DeepLearning on Spark with Analytics Zoo and BigDL
22 Dec 2021 by dzlab![intel analytics zoo](https://raw.githubusercontent.com/intel-analytics/analytics-zoo/master/docs/docs/Image/logo.jpg)
Analytics Zoo is an open source Deep Learning library. Along with BigDL, it allows to train and run Deep Learning workloads on Spark and Ray. Furthermore, this library has a Keras API which make using it very similar to using plain Keras API.
This articles shows how to use the Keras API to train and evaluate a classification model on the iris dataset.
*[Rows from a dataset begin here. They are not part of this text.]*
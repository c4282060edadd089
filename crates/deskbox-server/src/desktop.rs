//! Desktop actions driven through X11 command-line tools.
//!
//! Input goes through `xdotool`, screenshots through `scrot`, and the screen
//! size comes from configuration or `xrandr`. Every tool runs with the
//! configured `DISPLAY`.

use crate::config::Dimensions;
use crate::exec::{run_process, spawn_detached};
use crate::input;
use crate::protocol::{error_codes, ExecResult, MouseButton, RpcFailure, ScrollDirection};
use serde::Serialize;
use std::time::Duration;
use tokio::process::Command;
use tokio::sync::OnceCell;
use tracing::{debug, info};

/// Upper bound for a single desktop tool invocation.
const TOOL_TIMEOUT: Duration = Duration::from_secs(30);

/// Longest per-character typing delay accepted.
pub const MAX_TYPE_DELAY_MS: u64 = 10_000;

/// Budget for one `xdotool type` run: the typing time plus the tool timeout.
pub fn type_chunk_timeout(chars: usize, delay_ms: u64) -> Duration {
    let typing_ms = delay_ms.saturating_mul(u64::try_from(chars).unwrap_or(u64::MAX));
    TOOL_TIMEOUT.saturating_add(Duration::from_millis(typing_ms))
}

/// Host facts for the `platform` method.
#[derive(Debug, Serialize)]
pub struct Platform {
    pub os: &'static str,
    pub arch: &'static str,
    pub hostname: String,
}

/// Handle to the X display inside the container.
pub struct Desktop {
    display: String,
    configured: Option<Dimensions>,
    probed: OnceCell<Dimensions>,
}

impl Desktop {
    pub fn new(display: impl Into<String>, screen_size: Option<Dimensions>) -> Self {
        Self {
            display: display.into(),
            configured: screen_size,
            probed: OnceCell::new(),
        }
    }

    /// A command with `DISPLAY` set.
    pub fn command(&self, program: &str) -> Command {
        let mut cmd = Command::new(program);
        cmd.env("DISPLAY", &self.display);
        cmd
    }

    /// Run a tool and return its raw result.
    pub(crate) async fn run_tool(
        &self,
        program: &str,
        args: &[String],
    ) -> Result<ExecResult, RpcFailure> {
        self.run_tool_with_timeout(program, args, TOOL_TIMEOUT).await
    }

    async fn run_tool_with_timeout(
        &self,
        program: &str,
        args: &[String],
        limit: Duration,
    ) -> Result<ExecResult, RpcFailure> {
        debug!(program, args = ?args, timeout_ms = limit.as_millis() as u64, "running desktop tool");
        let mut cmd = self.command(program);
        cmd.args(args);
        let result = run_process(cmd, limit)
            .await
            .map_err(|e| RpcFailure::action_failed(format!("failed to run {program}: {e}")))?;
        if result.timed_out {
            return Err(RpcFailure::action_failed(format!("{program} timed out")));
        }
        Ok(result)
    }

    /// Run a tool that must succeed, returning its stdout.
    pub(crate) async fn tool(&self, program: &str, args: &[String]) -> Result<String, RpcFailure> {
        self.tool_with_timeout(program, args, TOOL_TIMEOUT).await
    }

    async fn tool_with_timeout(
        &self,
        program: &str,
        args: &[String],
        limit: Duration,
    ) -> Result<String, RpcFailure> {
        let result = self.run_tool_with_timeout(program, args, limit).await?;
        if result.exit_code != Some(0) {
            return Err(RpcFailure::action_failed(format!(
                "{program} failed ({:?}): {}",
                result.exit_code,
                String::from_utf8_lossy(&result.stderr).trim()
            )));
        }
        Ok(String::from_utf8_lossy(&result.stdout).into_owned())
    }

    async fn xdotool(&self, args: Vec<String>) -> Result<String, RpcFailure> {
        self.tool("xdotool", &args).await
    }

    /// Screen dimensions, from configuration or probed once via `xrandr`.
    pub async fn screen_size(&self) -> Result<Dimensions, RpcFailure> {
        if let Some(size) = self.configured {
            return Ok(size);
        }
        self.probed
            .get_or_try_init(|| async {
                let output = self.tool("xrandr", &[]).await?;
                let (width, height) = input::parse_xrandr_current(&output).ok_or_else(|| {
                    RpcFailure::action_failed("could not parse screen size from xrandr")
                })?;
                Ok::<_, RpcFailure>(Dimensions { width, height })
            })
            .await
            .copied()
    }

    /// Reject coordinates outside the screen.
    pub async fn check_point(&self, x: i64, y: i64) -> Result<(), RpcFailure> {
        let size = self.screen_size().await?;
        if size.contains(x, y) {
            Ok(())
        } else {
            Err(RpcFailure::new(
                error_codes::OUT_OF_BOUNDS,
                format!("({x}, {y}) is outside the {size} screen"),
            ))
        }
    }

    pub async fn move_to(&self, x: i64, y: i64) -> Result<(), RpcFailure> {
        self.check_point(x, y).await?;
        self.xdotool(input::move_args(x, y)).await.map(drop)
    }

    async fn move_if(&self, x: Option<i64>, y: Option<i64>) -> Result<(), RpcFailure> {
        match (x, y) {
            (Some(x), Some(y)) => self.move_to(x, y).await,
            (None, None) => Ok(()),
            _ => Err(RpcFailure::invalid_params("x and y must be given together")),
        }
    }

    /// Click at a point, or at the cursor when no point is given.
    pub async fn click(
        &self,
        x: Option<i64>,
        y: Option<i64>,
        button: MouseButton,
        count: u32,
    ) -> Result<(), RpcFailure> {
        self.move_if(x, y).await?;
        self.xdotool(input::click_args(button, count)).await.map(drop)
    }

    pub async fn mouse_button(&self, button: MouseButton, press: bool) -> Result<(), RpcFailure> {
        self.xdotool(input::button_args(button, press)).await.map(drop)
    }

    /// Press at `from`, move to `to`, release.
    pub async fn drag(&self, from: (i64, i64), to: (i64, i64)) -> Result<(), RpcFailure> {
        self.check_point(to.0, to.1).await?;
        self.move_to(from.0, from.1).await?;
        self.mouse_button(MouseButton::Left, true).await?;
        let moved = self.move_to(to.0, to.1).await;
        // Always release, even if the move failed.
        let released = self.mouse_button(MouseButton::Left, false).await;
        moved.and(released)
    }

    pub async fn scroll(
        &self,
        x: Option<i64>,
        y: Option<i64>,
        direction: ScrollDirection,
        amount: u32,
    ) -> Result<(), RpcFailure> {
        self.move_if(x, y).await?;
        self.xdotool(input::scroll_args(direction, amount))
            .await
            .map(drop)
    }

    pub async fn key_press(&self, keys: &[String]) -> Result<(), RpcFailure> {
        self.xdotool(input::key_args(keys)?).await.map(drop)
    }

    /// Type text in chunks; each chunk gets time for its own typing delay.
    pub async fn type_text(&self, text: &str, delay_ms: u64) -> Result<(), RpcFailure> {
        if delay_ms > MAX_TYPE_DELAY_MS {
            return Err(RpcFailure::invalid_params(format!(
                "delay_ms must be at most {MAX_TYPE_DELAY_MS}"
            )));
        }
        for args in input::type_args(text, delay_ms) {
            let chars = args.last().map_or(0, |chunk| chunk.chars().count());
            self.tool_with_timeout("xdotool", &args, type_chunk_timeout(chars, delay_ms))
                .await?;
        }
        Ok(())
    }

    pub async fn cursor_position(&self) -> Result<(i64, i64), RpcFailure> {
        let output = self
            .xdotool(vec!["getmouselocation".to_string()])
            .await?;
        input::parse_mouse_location(&output)
            .ok_or_else(|| RpcFailure::action_failed("could not parse cursor position"))
    }

    /// Capture the screen as PNG bytes.
    pub async fn screenshot(&self) -> Result<Vec<u8>, RpcFailure> {
        let path = std::env::temp_dir().join(format!("deskbox-shot-{}.png", uuid::Uuid::new_v4()));
        let path_arg = path.to_string_lossy().into_owned();
        self.tool("scrot", &["--overwrite".to_string(), path_arg])
            .await?;
        let data = tokio::fs::read(&path)
            .await
            .map_err(|e| RpcFailure::action_failed(format!("failed to read screenshot: {e}")));
        let _ = tokio::fs::remove_file(&path).await;
        data
    }

    /// Start a shell command on the desktop without waiting for it.
    pub fn launch(&self, command: &str) -> Result<u32, RpcFailure> {
        if command.trim().is_empty() {
            return Err(RpcFailure::invalid_params("command must be non-empty"));
        }
        let mut cmd = self.command("sh");
        cmd.args(["-c", command]);
        let pid = spawn_detached(cmd)
            .map_err(|e| RpcFailure::action_failed(format!("failed to launch: {e}")))?;
        info!(pid, command, "application launched");
        Ok(pid)
    }

    /// Open a URL in the desktop's default browser.
    pub fn open_url(&self, url: &str) -> Result<u32, RpcFailure> {
        if !(url.starts_with("http://") || url.starts_with("https://") || url.starts_with("file://"))
        {
            return Err(RpcFailure::invalid_params(format!("unsupported url: {url}")));
        }
        let mut cmd = self.command("xdg-open");
        cmd.arg(url);
        let pid = spawn_detached(cmd)
            .map_err(|e| RpcFailure::action_failed(format!("failed to open url: {e}")))?;
        info!(pid, url, "url opened");
        Ok(pid)
    }

    pub fn platform(&self) -> Platform {
        let hostname = std::fs::read_to_string("/proc/sys/kernel/hostname")
            .or_else(|_| std::fs::read_to_string("/etc/hostname"))
            .map(|h| h.trim().to_string())
            .unwrap_or_else(|_| "unknown".to_string());
        Platform {
            os: std::env::consts::OS,
            arch: std::env::consts::ARCH,
            hostname,
        }
    }
}

#[cfg(test)]
mod tests {
    use super::*;

    fn desktop() -> Desktop {
        Desktop::new(
            ":99",
            Some(Dimensions {
                width: 800,
                height: 600,
            }),
        )
    }

    #[tokio::test]
    async fn test_configured_screen_size() {
        let size = desktop().screen_size().await.unwrap();
        assert_eq!(size.width, 800);
        assert_eq!(size.height, 600);
    }

    #[tokio::test]
    async fn test_out_of_bounds_rejected_before_any_tool_runs() {
        let err = desktop().move_to(800, 10).await.unwrap_err();
        assert_eq!(err.code, error_codes::OUT_OF_BOUNDS);
        let err = desktop().drag((10, 10), (-5, 10)).await.unwrap_err();
        assert_eq!(err.code, error_codes::OUT_OF_BOUNDS);
    }

    #[tokio::test]
    async fn test_partial_point_is_invalid() {
        let err = desktop()
            .click(Some(1), None, MouseButton::Left, 1)
            .await
            .unwrap_err();
        assert_eq!(err.code, error_codes::INVALID_PARAMS);
    }

    #[tokio::test]
    async fn test_missing_tool_is_action_failure() {
        let err = desktop()
            .tool("deskbox-no-such-tool", &[])
            .await
            .unwrap_err();
        assert_eq!(err.code, error_codes::ACTION_FAILED);
    }

    #[tokio::test]
    async fn test_tool_sees_display() {
        let out = desktop()
            .tool("sh", &["-c".to_string(), "printf %s \"$DISPLAY\"".to_string()])
            .await
            .unwrap();
        assert_eq!(out, ":99");
    }

    #[test]
    fn test_type_chunk_timeout_covers_slow_typing() {
        // 25 chars at 1.3 s each need 32.5 s of typing alone.
        let limit = type_chunk_timeout(input::TYPE_CHUNK_CHARS, 1300);
        assert!(limit >= Duration::from_millis(32_500) + TOOL_TIMEOUT);
        assert_eq!(type_chunk_timeout(0, 1300), TOOL_TIMEOUT);
        // Saturates instead of overflowing.
        let huge = type_chunk_timeout(usize::MAX, u64::MAX);
        assert!(huge >= Duration::from_millis(u64::MAX));
    }

    #[tokio::test]
    async fn test_tool_timeout_is_per_call() {
        let args = ["-c".to_string(), "sleep 2".to_string()];
        let err = desktop()
            .tool_with_timeout("sh", &args, Duration::from_millis(100))
            .await
            .unwrap_err();
        assert_eq!(err.code, error_codes::ACTION_FAILED);
        assert!(err.message.contains("timed out"));
    }

    #[tokio::test]
    async fn test_type_delay_limit() {
        let err = desktop()
            .type_text("abc", MAX_TYPE_DELAY_MS + 1)
            .await
            .unwrap_err();
        assert_eq!(err.code, error_codes::INVALID_PARAMS);
    }

    #[test]
    fn test_open_url_rejects_other_schemes() {
        let err = desktop().open_url("javascript:alert(1)").unwrap_err();
        assert_eq!(err.code, error_codes::INVALID_PARAMS);
    }

    #[test]
    fn test_platform() {
        let platform = desktop().platform();
        assert_eq!(platform.os, std::env::consts::OS);
        assert!(!platform.hostname.is_empty());
    }
}
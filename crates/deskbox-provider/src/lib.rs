//! # deskbox-provider
//!
//! Container lifecycle layer for deskbox desktop sessions.
//! Provides a small [`Provider`] abstraction and a Docker implementation.
//!
//! ## Quick Start
//!
//! ```no_run
//! use deskbox_provider::{DockerProvider, Provider, ProvisionBuilder};
//!
//! # async fn example() -> deskbox_provider::Result<()> {
//! let provider = DockerProvider::connect()?;
//!
//! // Create and start a desktop container
//! let handle = ProvisionBuilder::new().provision(&provider).await?;
//! println!("control server reachable: {}", provider.health_check(&handle).await);
//!
//! // Cleanup (safe to repeat)
//! provider.terminate(&handle).await?;
//! provider.terminate(&handle).await?;
//! # Ok(())
//! # }
//! ```
//!
//! ## Features
//!
//! - **Lifecycle Management**: Provision, probe, and terminate containers
//! - **Port Publishing**: Control, display, and browser ports on ephemeral host ports
//! - **Volume Mounting**: Ordered `host:container[:ro]` bind mounts
//! - **Builder Pattern**: Ergonomic configuration with `ProvisionBuilder`

mod builder;
mod config;
mod docker;
mod error;
mod provider;

pub use builder::ProvisionBuilder;
pub use config::{
    validate_volumes, ProvisionConfig, ScreenSize, VolumeSpec, BROWSER_PORT, CONTROL_PORT,
    DEFAULT_IMAGE, DEFAULT_SHM_SIZE, DISPLAY_PORT,
};
pub use docker::{DockerProvider, SESSION_LABEL};
pub use error::{ProviderError, Result};
pub use provider::{probe_endpoint, ContainerHandle, Provider, PROBE_TIMEOUT};
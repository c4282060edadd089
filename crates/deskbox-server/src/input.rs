//! Input translation: key names, mouse buttons and xdotool argv.

use crate::protocol::{MouseButton, RpcFailure, ScrollDirection, WindowGeometry};

/// Characters per `xdotool type` invocation; long strings drop keys otherwise.
pub const TYPE_CHUNK_CHARS: usize = 25;

/// Map a caller key name onto its X keysym. Unknown names pass through.
pub fn keysym(key: &str) -> String {
    let lower = key.to_ascii_lowercase();
    let mapped = match lower.as_str() {
        "alt" | "alt_left" => "Alt_L",
        "alt_right" => "Alt_R",
        "backspace" => "BackSpace",
        "break" | "pause" => "Pause",
        "caps_lock" => "Caps_Lock",
        "cmd" | "command" | "super" | "super_left" | "win" | "windows" => "Super_L",
        "super_right" => "Super_R",
        "control" | "control_left" | "ctrl" => "Control_L",
        "control_right" => "Control_R",
        "del" | "delete" => "Delete",
        "down" => "Down",
        "end" => "End",
        "enter" | "return" => "Return",
        "esc" | "escape" => "Escape",
        "home" => "Home",
        "insert" => "Insert",
        "left" => "Left",
        "menu" => "Menu",
        "meta" => "Meta_L",
        "num_lock" => "Num_Lock",
        "page_down" => "Page_Down",
        "page_up" => "Page_Up",
        "print" => "Print",
        "right" => "Right",
        "scroll_lock" => "Scroll_Lock",
        "shift" | "shift_left" => "Shift_L",
        "shift_right" => "Shift_R",
        "space" => "space",
        "tab" => "Tab",
        "up" => "Up",
        _ => return function_key(&lower).unwrap_or_else(|| key.to_string()),
    };
    mapped.to_string()
}

fn function_key(lower: &str) -> Option<String> {
    let n: u8 = lower.strip_prefix('f')?.parse().ok()?;
    (1..=12).contains(&n).then(|| format!("F{n}"))
}

/// xdotool button number.
pub fn button_number(button: MouseButton) -> u8 {
    match button {
        MouseButton::Left => 1,
        MouseButton::Middle => 2,
        MouseButton::Right => 3,
    }
}

/// xdotool wheel button for a scroll direction.
pub fn scroll_button(direction: ScrollDirection) -> u8 {
    match direction {
        ScrollDirection::Up => 4,
        ScrollDirection::Down => 5,
        ScrollDirection::Left => 6,
        ScrollDirection::Right => 7,
    }
}

fn owned(args: &[&str]) -> Vec<String> {
    args.iter().map(|s| s.to_string()).collect()
}

/// `mousemove --sync x y`
pub fn move_args(x: i64, y: i64) -> Vec<String> {
    owned(&["mousemove", "--sync", &x.to_string(), &y.to_string()])
}

/// `click --repeat n button`
pub fn click_args(button: MouseButton, count: u32) -> Vec<String> {
    owned(&[
        "click",
        "--repeat",
        &count.max(1).to_string(),
        &button_number(button).to_string(),
    ])
}

/// `mousedown button` / `mouseup button`
pub fn button_args(button: MouseButton, press: bool) -> Vec<String> {
    let verb = if press { "mousedown" } else { "mouseup" };
    owned(&[verb, &button_number(button).to_string()])
}

/// `click --repeat amount wheel-button`
pub fn scroll_args(direction: ScrollDirection, amount: u32) -> Vec<String> {
    owned(&[
        "click",
        "--repeat",
        &amount.max(1).to_string(),
        &scroll_button(direction).to_string(),
    ])
}

/// `key a+b+c` for a chord of keys pressed together.
///
/// # Errors
/// Returns `INVALID_PARAMS` for an empty key list.
pub fn key_args(keys: &[String]) -> Result<Vec<String>, RpcFailure> {
    if keys.is_empty() || keys.iter().any(|k| k.trim().is_empty()) {
        return Err(RpcFailure::invalid_params("keys must be non-empty"));
    }
    let chord = keys
        .iter()
        .map(|k| keysym(k.trim()))
        .collect::<Vec<_>>()
        .join("+");
    Ok(owned(&["key", "--clearmodifiers", &chord]))
}

/// One `type` argv per chunk of text.
pub fn type_args(text: &str, delay_ms: u64) -> Vec<Vec<String>> {
    let chars: Vec<char> = text.chars().collect();
    chars
        .chunks(TYPE_CHUNK_CHARS)
        .map(|chunk| {
            let chunk: String = chunk.iter().collect();
            owned(&["type", "--delay", &delay_ms.to_string(), "--", &chunk])
        })
        .collect()
}

/// Parse `getwindowgeometry --shell` output (`X=`, `Y=`, `WIDTH=`, `HEIGHT=` lines).
pub fn parse_window_geometry(output: &str) -> Option<WindowGeometry> {
    let field = |name: &str| {
        output
            .lines()
            .find_map(|line| line.trim().strip_prefix(name)?.strip_prefix('='))
    };
    Some(WindowGeometry {
        x: field("X")?.parse().ok()?,
        y: field("Y")?.parse().ok()?,
        width: field("WIDTH")?.parse().ok()?,
        height: field("HEIGHT")?.parse().ok()?,
    })
}

/// Parse `getmouselocation` output: `x:12 y:34 screen:0 window:123`.
pub fn parse_mouse_location(output: &str) -> Option<(i64, i64)> {
    let mut x = None;
    let mut y = None;
    for field in output.split_whitespace() {
        if let Some(v) = field.strip_prefix("x:") {
            x = v.parse().ok();
        } else if let Some(v) = field.strip_prefix("y:") {
            y = v.parse().ok();
        }
    }
    Some((x?, y?))
}

/// Parse the current mode from `xrandr` output (`... current 1920 x 1080, ...`).
pub fn parse_xrandr_current(output: &str) -> Option<(u32, u32)> {
    let rest = output.split("current").nth(1)?;
    let mode = rest.split(',').next()?;
    let mut parts = mode.split('x').map(str::trim);
    let width = parts.next()?.parse().ok()?;
    let height = parts.next()?.parse().ok()?;
    Some((width, height))
}

#[cfg(test)]
mod tests {
    use super::*;

    #[test]
    fn test_keysym_aliases() {
        assert_eq!(keysym("ctrl"), "Control_L");
        assert_eq!(keysym("CMD"), "Super_L");
        assert_eq!(keysym("enter"), "Return");
        assert_eq!(keysym("esc"), "Escape");
        assert_eq!(keysym("break"), "Pause");
        assert_eq!(keysym("f11"), "F11");
        assert_eq!(keysym("F13"), "F13");
        assert_eq!(keysym("a"), "a");
        assert_eq!(keysym("Return"), "Return");
    }

    #[test]
    fn test_key_chord() {
        let keys = vec!["ctrl".to_string(), "shift".to_string(), "t".to_string()];
        assert_eq!(
            key_args(&keys).unwrap(),
            ["key", "--clearmodifiers", "Control_L+Shift_L+t"]
        );
        assert!(key_args(&[]).is_err());
    }

    #[test]
    fn test_click_and_scroll_args() {
        assert_eq!(click_args(MouseButton::Right, 2), ["click", "--repeat", "2", "3"]);
        assert_eq!(
            scroll_args(ScrollDirection::Up, 0),
            ["click", "--repeat", "1", "4"]
        );
        assert_eq!(button_args(MouseButton::Middle, true), ["mousedown", "2"]);
    }

    #[test]
    fn test_type_is_chunked() {
        let text = "a".repeat(60);
        let invocations = type_args(&text, 10);
        assert_eq!(invocations.len(), 3);
        assert_eq!(invocations[0].last().unwrap().len(), TYPE_CHUNK_CHARS);
        assert_eq!(invocations[2].last().unwrap().len(), 10);
        assert_eq!(invocations[0][..4], ["type", "--delay", "10", "--"]);
    }

    #[test]
    fn test_type_chunks_on_char_boundaries() {
        let text = "é".repeat(30);
        let invocations = type_args(&text, 0);
        assert_eq!(invocations[0].last().unwrap().chars().count(), TYPE_CHUNK_CHARS);
    }

    #[test]
    fn test_parse_mouse_location() {
        assert_eq!(
            parse_mouse_location("x:120 y:45 screen:0 window:6291463\n"),
            Some((120, 45))
        );
        assert_eq!(parse_mouse_location("garbage"), None);
    }

    #[test]
    fn test_parse_window_geometry() {
        let output = "WINDOW=6291463\nX=10\nY=-4\nWIDTH=800\nHEIGHT=600\nSCREEN=0\n";
        assert_eq!(
            parse_window_geometry(output),
            Some(WindowGeometry {
                x: 10,
                y: -4,
                width: 800,
                height: 600
            })
        );
        assert_eq!(parse_window_geometry("WINDOW=1\nX=0\n"), None);
    }

    #[test]
    fn test_parse_xrandr() {
        let output = "Screen 0: minimum 8 x 8, current 1280 x 720, maximum 32767 x 32767\n";
        assert_eq!(parse_xrandr_current(output), Some((1280, 720)));
        assert_eq!(parse_xrandr_current("nothing here"), None);
    }
}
Furthermore, we will use TensorBoard to analyze training logs.
1. Add a dependency to Intel’s Analytics Zoo library which will bring in the jvm deep learning library BigDL.
libraryDependencies += "com.intel.analytics.zoo" % "analytics-zoo-bigdl_0.12.1-spark_3.0.0" % "0.9.0",
2. create a SparkSession and initialize Analytics Zoo context
val spark = SparkSession.builder().appName("analytics-zoo-demo").master("local[*]").getOrCreate()
val sc = NNContext.initNNContext(spark.sparkContext.getConf)
3. Read the raw data (in this case a CSV file containing the Iris dataset) into a Spark DataFrame
val path = getClass.getClassLoader.getResource("iris.csv").toString
val df = spark.read.option("header", true).option("inferSchema", true).csv(path)
4. Create a training dataset from the raw DataFrame
4.1. Define a helper function to transform each row into a Sample
instance with:
- a tensor for the raining features
"sepal_len", "sepal_wid", "petal_len", "petal_wid"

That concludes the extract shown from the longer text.